*Task prompt:* Within the entries below, find the lines that hold "vocabulary" and report only how many there are.

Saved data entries
▽
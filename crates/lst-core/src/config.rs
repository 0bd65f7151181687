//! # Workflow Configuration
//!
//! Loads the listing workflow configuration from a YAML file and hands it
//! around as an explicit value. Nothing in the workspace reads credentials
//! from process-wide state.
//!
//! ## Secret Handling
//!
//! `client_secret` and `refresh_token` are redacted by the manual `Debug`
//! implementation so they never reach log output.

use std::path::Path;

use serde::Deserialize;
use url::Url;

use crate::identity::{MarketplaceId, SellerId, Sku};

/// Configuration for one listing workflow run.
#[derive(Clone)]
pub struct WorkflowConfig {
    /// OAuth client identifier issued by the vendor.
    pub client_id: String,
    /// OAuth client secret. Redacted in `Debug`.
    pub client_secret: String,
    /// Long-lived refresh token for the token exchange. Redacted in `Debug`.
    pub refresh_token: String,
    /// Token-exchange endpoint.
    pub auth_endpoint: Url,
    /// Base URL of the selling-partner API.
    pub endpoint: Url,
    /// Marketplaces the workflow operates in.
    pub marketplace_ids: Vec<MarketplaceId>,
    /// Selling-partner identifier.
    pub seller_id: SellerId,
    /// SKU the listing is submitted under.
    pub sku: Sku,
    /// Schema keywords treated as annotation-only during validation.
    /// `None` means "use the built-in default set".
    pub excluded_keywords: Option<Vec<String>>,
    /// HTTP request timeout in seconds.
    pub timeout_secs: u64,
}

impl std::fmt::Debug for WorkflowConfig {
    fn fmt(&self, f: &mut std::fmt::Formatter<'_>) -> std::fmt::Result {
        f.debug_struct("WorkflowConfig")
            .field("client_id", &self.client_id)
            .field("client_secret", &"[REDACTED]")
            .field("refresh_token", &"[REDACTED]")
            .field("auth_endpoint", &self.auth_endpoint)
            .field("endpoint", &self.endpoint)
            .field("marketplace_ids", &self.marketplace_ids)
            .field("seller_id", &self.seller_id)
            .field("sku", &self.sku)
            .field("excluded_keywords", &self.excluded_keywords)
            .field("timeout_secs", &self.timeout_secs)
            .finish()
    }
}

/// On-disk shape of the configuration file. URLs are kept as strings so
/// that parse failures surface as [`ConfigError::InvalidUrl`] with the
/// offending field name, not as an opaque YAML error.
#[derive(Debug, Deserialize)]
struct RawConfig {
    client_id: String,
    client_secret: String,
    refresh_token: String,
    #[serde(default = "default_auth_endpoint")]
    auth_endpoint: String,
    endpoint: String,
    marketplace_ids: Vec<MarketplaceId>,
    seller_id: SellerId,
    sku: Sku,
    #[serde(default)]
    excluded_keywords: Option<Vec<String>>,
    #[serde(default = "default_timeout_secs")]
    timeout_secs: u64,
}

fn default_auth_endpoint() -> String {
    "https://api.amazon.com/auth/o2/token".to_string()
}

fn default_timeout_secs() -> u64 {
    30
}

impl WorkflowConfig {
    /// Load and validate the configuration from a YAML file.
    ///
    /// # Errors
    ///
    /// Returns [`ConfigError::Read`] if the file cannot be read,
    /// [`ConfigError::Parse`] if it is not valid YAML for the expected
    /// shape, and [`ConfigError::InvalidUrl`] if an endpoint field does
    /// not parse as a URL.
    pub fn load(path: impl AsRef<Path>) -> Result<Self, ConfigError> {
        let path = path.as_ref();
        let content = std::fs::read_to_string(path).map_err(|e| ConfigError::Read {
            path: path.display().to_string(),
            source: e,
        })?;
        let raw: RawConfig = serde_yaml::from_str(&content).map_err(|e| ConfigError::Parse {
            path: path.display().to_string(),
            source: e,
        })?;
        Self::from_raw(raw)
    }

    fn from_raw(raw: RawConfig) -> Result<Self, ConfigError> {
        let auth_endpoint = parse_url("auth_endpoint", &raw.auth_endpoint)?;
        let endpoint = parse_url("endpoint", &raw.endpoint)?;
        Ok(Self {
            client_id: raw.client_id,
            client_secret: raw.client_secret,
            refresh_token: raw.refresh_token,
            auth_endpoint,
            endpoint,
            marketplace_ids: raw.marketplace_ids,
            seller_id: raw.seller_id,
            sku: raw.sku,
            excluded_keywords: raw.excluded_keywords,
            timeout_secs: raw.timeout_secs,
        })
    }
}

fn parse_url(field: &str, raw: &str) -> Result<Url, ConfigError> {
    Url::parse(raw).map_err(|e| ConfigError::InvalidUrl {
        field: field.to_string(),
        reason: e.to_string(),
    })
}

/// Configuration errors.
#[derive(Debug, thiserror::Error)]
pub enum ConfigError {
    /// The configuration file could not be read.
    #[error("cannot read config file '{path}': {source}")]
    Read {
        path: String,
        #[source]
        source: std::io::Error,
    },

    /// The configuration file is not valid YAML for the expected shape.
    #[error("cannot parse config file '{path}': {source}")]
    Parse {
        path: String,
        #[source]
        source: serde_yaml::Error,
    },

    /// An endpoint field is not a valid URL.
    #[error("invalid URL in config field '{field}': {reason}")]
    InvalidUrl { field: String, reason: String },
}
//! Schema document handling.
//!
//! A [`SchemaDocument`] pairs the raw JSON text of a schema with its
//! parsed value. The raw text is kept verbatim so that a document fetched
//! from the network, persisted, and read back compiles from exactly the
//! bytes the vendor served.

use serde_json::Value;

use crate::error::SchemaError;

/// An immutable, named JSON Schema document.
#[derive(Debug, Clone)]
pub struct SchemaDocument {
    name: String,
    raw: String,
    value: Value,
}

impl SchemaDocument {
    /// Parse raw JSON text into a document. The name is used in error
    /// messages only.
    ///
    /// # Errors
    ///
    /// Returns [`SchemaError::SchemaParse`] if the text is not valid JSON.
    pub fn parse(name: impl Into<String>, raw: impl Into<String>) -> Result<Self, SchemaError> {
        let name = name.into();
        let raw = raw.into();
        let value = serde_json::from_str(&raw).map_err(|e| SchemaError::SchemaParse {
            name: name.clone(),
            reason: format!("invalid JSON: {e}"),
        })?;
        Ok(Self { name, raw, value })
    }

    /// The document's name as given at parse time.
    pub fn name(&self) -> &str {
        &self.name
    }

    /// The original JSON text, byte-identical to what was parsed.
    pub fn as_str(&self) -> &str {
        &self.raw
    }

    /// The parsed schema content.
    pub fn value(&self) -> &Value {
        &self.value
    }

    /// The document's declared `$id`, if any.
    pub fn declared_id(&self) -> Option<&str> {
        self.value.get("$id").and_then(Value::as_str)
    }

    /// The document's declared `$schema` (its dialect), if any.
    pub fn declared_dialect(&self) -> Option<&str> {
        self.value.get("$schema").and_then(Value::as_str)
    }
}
△
▽
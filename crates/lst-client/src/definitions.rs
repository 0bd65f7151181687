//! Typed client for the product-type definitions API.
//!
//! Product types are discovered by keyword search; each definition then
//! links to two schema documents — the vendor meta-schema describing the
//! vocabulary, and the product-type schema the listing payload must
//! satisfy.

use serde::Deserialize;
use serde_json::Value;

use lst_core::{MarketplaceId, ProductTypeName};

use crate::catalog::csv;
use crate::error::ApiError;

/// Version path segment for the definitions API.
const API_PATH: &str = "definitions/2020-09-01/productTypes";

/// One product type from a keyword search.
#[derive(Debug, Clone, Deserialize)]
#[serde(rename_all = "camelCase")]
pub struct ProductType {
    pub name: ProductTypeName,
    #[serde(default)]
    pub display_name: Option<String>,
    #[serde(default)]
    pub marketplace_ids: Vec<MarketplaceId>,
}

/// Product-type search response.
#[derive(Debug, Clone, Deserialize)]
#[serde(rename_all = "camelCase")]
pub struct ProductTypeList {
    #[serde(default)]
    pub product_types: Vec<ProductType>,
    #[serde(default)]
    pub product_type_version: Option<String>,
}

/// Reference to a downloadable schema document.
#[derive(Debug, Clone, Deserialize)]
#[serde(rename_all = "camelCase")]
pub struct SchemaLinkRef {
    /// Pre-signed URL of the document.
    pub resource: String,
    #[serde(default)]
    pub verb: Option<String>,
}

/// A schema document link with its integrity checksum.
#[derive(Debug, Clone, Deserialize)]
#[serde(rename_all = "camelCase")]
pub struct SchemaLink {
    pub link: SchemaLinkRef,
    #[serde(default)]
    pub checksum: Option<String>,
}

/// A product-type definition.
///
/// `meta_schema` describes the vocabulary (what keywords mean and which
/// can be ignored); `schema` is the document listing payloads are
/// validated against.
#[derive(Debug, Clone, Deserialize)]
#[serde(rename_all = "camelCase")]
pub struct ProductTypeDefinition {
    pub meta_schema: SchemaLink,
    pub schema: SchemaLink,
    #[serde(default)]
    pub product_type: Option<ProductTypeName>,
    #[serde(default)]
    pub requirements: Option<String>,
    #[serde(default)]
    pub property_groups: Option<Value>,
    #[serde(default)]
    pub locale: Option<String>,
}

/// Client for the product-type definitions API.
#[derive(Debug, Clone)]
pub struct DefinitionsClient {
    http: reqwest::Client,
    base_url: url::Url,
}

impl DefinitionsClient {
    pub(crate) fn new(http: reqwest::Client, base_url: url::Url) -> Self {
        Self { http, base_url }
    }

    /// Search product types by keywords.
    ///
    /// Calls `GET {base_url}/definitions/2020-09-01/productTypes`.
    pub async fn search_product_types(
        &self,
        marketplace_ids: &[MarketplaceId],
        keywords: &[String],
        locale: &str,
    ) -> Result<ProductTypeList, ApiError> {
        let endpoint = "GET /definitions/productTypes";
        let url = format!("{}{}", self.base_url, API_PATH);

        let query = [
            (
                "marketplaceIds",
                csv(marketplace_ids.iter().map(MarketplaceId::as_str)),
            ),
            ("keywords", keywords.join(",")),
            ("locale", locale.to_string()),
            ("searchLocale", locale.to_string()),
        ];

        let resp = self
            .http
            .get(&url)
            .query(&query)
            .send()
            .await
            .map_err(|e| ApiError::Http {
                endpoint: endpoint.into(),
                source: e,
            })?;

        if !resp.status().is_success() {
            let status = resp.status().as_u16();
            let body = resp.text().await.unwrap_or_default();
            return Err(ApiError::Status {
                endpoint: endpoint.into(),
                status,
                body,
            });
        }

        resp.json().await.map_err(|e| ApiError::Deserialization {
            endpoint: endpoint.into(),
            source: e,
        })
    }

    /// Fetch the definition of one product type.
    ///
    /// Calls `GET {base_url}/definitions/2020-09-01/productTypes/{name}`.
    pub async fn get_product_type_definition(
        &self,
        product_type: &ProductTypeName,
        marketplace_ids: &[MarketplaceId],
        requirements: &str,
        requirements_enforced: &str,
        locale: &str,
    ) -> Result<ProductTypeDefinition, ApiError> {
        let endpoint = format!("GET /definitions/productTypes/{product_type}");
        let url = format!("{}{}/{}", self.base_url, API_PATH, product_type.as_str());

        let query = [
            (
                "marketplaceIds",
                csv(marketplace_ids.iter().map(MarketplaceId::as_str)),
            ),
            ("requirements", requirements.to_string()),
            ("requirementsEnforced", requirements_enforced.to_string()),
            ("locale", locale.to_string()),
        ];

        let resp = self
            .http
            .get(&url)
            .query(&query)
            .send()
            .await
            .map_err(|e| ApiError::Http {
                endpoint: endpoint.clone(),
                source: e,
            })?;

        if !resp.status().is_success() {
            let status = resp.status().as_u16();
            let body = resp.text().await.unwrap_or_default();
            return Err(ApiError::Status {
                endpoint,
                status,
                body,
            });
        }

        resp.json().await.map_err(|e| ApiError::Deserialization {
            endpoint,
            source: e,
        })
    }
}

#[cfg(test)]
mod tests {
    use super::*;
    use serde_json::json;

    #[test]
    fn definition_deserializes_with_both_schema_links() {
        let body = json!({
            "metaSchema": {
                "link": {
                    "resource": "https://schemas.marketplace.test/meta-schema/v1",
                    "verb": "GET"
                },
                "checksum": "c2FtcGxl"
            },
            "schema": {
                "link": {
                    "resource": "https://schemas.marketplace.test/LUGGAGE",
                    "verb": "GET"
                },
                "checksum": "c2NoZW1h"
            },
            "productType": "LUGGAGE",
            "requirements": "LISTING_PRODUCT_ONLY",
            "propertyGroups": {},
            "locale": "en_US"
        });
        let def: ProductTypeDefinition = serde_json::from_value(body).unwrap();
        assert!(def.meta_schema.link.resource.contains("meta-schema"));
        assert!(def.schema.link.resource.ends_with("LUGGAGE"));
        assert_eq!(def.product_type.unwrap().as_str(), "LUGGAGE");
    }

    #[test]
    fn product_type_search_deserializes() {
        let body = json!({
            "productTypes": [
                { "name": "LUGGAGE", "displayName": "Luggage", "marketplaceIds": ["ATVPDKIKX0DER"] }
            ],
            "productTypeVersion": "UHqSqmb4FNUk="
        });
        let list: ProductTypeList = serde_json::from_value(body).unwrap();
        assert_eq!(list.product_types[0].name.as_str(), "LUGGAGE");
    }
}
△
*Result of this exercise:* 2